Sei que vou com ela,
sinto-a contra mim, –
nunca estive tão perto da verdade.

I

Ao desconcerto humanamente aberto
entendo e sinto: as coisas são reais
como meus olhos que as olharam tais
a luz ou treva que há no tempo certo.

De olhá-las muito não as vejo mais
que a luz mutável com que a treva perto
sempre outras as confunde: entreaberto,
menos que humano, só verei sinais.

E sinta que as pensei, ou que as senti
eu pense, ou julgue nos sinais que vi
ler a harmonia, como ali surpresa,

oculta que para eu vê-la agora,
meu desconcertante é o desconcerto fora,
e Deus um só pudor da Natureza.

OS TRABALHOS E OS DIAS

Sento-me à mesa como se a mesa fosse o mundo inteiro
e princípio a escrever como se escrever fosse respirar
o amor que não se esvai enquanto os corpos sabem
de um caminho sem nada para o regresso da vida.
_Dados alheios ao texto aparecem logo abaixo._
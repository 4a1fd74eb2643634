//! Core infrastructure: configuration, errors, path utilities.

pub mod config;
pub mod errors;
pub mod paths;
//! Quarantine aging: purge entries older than the configured retention.
//!
//! Age is judged on file modification time. Files past the cutoff are
//! deleted, then directories left empty by those deletions are pruned
//! bottom-up. A retention of zero days disables purging entirely.

use std::fs;
use std::path::{Path, PathBuf};
use std::time::{Duration, SystemTime};

use crate::core::errors::SswError;
use crate::executor::quarantine_root;

const SECS_PER_DAY: u64 = 86_400;

/// Outcome of one purge pass.
#[derive(Debug, Default)]
pub struct PurgeReport {
    pub files_purged: u64,
    pub dirs_pruned: u64,
    pub failures: Vec<PurgeFailure>,
}

#[derive(Debug)]
pub struct PurgeFailure {
    pub path: PathBuf,
    pub reason: String,
}

impl PurgeReport {
    #[must_use]
    pub fn touched_anything(&self) -> bool {
        self.files_purged > 0 || self.dirs_pruned > 0 || !self.failures.is_empty()
    }
}

/// Ages out old quarantine entries under one download root.
#[derive(Debug)]
pub struct QuarantinePurger {
    quarantine: PathBuf,
    max_age_days: u64,
}

impl QuarantinePurger {
    #[must_use]
    pub fn new(root: &Path, max_age_days: u64) -> Self {
        Self {
            quarantine: quarantine_root(root),
            max_age_days,
        }
    }

    /// Run the purge pass. A missing quarantine folder or a zero retention
    /// is a quiet no-op; per-entry failures are collected, never fatal.
    #[must_use]
    pub fn purge(&self) -> PurgeReport {
        let mut report = PurgeReport::default();
        if self.max_age_days == 0 || !self.quarantine.is_dir() {
            return report;
        }
        let cutoff = SystemTime::now() - Duration::from_secs(self.max_age_days * SECS_PER_DAY);
        self.purge_dir(&self.quarantine, cutoff, &mut report);
        report
    }

    /// Depth-first: purge children, then prune this directory if emptied.
    /// The quarantine root itself is never pruned.
    fn purge_dir(&self, dir: &Path, cutoff: SystemTime, report: &mut PurgeReport) {
        let entries = match fs::read_dir(dir) {
            Ok(entries) => entries,
            Err(source) => {
                report.failures.push(PurgeFailure {
                    path: dir.to_path_buf(),
                    reason: SswError::io(dir, source).to_string(),
                });
                return;
            }
        };

        for entry in entries.flatten() {
            let path = entry.path();
            let Ok(meta) = entry.metadata() else {
                continue;
            };
            if meta.is_dir() {
                self.purge_dir(&path, cutoff, report);
                // Fails while the directory still holds fresh entries.
                if fs::remove_dir(&path).is_ok() {
                    report.dirs_pruned += 1;
                }
                continue;
            }
            let older_than_cutoff = meta.modified().is_ok_and(|mtime| mtime < cutoff);
            if !older_than_cutoff {
                continue;
            }
            match fs::remove_file(&path) {
                Ok(()) => report.files_purged += 1,
                Err(source) => report.failures.push(PurgeFailure {
                    reason: SswError::io(&path, source).to_string(),
                    path,
                }),
            }
        }
    }
}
À medida que escrevo, vou ficando espantado
com a convicção que a mínima coisa põe em não ser nada.
Na mínima coisa que sou, pôde a poesia ser habito.
Vem, teimosa, com a alegria de eu ficar alegre,
quando fico triste por serem palavras já ditas
estas que vêm, lembrados, doutros poemas velhos.

Uma corrente me prende à mesa em que os homens comem.
E os convivas que chegam intencionalmente sorriem
e só eu sei porque principiei a escrever no princípio do mundo
e desenhei uma rena para a caça melhor
e falo da verdade, essa iguaria rara:
este papel, esta mesa, eu apreendendo o que escrevo.

*Poemas do livro “Não leiam delicados este livro – 100 poemas de Jorge de Sena”, Editora Bazar do Tempo, 2019.